PROBLEM STATEMENT » Which lines in the records below include the word "presses"? Report each of them in full.

RECORDS TO PROCESS »
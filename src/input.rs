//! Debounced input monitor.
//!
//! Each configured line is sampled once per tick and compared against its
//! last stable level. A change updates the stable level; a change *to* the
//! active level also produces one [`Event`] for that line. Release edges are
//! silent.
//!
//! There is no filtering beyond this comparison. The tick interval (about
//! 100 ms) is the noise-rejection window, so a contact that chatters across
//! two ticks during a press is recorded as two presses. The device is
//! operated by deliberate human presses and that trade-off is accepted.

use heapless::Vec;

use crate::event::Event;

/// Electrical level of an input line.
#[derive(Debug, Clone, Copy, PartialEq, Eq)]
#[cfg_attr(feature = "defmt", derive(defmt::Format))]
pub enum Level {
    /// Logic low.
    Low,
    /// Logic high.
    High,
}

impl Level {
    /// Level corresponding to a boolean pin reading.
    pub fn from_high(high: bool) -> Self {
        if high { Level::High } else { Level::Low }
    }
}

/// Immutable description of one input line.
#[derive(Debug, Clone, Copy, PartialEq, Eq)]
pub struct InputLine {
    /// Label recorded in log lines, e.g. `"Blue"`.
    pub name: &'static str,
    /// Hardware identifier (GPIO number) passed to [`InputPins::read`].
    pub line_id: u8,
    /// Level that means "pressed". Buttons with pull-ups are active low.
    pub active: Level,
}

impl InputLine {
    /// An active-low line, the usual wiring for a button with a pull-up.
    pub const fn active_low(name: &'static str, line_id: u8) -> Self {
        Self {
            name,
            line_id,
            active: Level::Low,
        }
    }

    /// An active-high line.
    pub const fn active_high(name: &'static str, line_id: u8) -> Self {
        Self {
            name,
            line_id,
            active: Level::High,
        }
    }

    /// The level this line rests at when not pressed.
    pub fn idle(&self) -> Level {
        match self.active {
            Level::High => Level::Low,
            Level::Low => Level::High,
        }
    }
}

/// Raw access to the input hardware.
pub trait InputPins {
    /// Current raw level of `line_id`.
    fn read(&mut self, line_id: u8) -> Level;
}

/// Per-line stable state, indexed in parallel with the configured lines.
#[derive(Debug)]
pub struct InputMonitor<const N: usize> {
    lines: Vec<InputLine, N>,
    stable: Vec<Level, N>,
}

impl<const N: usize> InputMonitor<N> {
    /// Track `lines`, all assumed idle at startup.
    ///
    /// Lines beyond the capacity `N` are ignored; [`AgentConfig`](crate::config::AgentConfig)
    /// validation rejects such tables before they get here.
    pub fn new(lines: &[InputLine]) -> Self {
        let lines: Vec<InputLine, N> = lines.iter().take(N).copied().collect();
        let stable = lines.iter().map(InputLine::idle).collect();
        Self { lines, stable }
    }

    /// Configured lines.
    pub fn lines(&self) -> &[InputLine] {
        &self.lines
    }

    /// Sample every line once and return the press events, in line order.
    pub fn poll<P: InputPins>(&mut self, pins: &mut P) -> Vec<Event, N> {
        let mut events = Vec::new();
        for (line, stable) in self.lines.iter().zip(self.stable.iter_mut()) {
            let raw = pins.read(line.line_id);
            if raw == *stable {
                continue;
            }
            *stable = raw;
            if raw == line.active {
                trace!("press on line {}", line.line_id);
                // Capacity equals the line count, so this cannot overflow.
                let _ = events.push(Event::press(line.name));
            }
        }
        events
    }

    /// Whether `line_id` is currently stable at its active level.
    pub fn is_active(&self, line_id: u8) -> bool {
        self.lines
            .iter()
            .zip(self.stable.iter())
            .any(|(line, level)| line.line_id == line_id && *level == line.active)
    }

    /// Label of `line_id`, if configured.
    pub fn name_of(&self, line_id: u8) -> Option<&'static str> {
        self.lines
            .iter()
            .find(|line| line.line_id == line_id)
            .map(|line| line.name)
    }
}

---

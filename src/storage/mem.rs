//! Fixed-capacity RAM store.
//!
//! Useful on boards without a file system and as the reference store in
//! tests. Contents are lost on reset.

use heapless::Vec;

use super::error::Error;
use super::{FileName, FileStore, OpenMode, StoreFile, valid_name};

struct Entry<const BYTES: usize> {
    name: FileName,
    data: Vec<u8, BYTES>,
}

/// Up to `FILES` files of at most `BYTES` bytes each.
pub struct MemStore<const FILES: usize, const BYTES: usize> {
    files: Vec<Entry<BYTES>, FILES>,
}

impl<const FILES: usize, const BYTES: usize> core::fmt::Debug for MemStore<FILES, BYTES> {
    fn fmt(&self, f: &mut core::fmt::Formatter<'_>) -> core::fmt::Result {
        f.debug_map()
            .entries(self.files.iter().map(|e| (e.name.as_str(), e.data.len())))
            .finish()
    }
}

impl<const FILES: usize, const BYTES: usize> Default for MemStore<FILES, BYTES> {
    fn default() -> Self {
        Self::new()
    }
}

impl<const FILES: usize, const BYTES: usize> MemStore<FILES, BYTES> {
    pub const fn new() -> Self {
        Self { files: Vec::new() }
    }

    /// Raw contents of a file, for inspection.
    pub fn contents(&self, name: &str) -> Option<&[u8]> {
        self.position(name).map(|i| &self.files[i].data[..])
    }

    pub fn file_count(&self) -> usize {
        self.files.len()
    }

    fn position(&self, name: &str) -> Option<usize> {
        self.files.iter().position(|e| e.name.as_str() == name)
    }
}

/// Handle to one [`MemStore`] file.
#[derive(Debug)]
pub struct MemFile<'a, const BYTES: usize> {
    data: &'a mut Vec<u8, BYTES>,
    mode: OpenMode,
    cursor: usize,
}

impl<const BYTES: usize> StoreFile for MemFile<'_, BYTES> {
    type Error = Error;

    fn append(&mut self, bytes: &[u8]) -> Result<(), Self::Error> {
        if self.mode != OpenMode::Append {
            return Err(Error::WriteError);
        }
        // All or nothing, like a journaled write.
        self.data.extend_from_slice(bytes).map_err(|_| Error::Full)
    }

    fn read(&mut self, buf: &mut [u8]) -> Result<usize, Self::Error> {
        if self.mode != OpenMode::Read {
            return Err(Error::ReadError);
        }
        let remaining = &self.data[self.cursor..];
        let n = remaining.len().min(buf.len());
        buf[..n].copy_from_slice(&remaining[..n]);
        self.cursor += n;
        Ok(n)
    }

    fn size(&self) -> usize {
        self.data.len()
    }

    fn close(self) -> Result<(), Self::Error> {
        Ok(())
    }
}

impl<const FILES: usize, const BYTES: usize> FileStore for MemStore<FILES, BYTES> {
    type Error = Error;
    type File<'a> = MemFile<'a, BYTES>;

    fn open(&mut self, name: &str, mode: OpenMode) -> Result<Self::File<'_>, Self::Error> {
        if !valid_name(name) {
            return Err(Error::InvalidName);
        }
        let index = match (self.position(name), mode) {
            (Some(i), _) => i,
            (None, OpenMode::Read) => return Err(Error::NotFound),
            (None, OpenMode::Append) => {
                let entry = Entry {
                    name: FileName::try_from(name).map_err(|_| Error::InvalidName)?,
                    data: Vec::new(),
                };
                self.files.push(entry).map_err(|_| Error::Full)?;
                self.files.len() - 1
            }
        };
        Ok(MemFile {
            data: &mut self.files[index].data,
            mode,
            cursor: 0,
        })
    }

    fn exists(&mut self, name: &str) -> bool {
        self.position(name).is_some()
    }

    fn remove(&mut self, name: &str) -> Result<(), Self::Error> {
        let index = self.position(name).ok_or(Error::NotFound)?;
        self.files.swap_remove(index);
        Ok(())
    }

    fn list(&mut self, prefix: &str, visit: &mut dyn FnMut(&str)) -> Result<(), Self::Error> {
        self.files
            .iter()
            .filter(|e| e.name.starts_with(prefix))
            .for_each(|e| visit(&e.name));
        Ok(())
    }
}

ANSWER BOX »
//! two ticks during a press is recorded as two presses. The device is
//! operated by deliberate human presses and that trade-off is accepted.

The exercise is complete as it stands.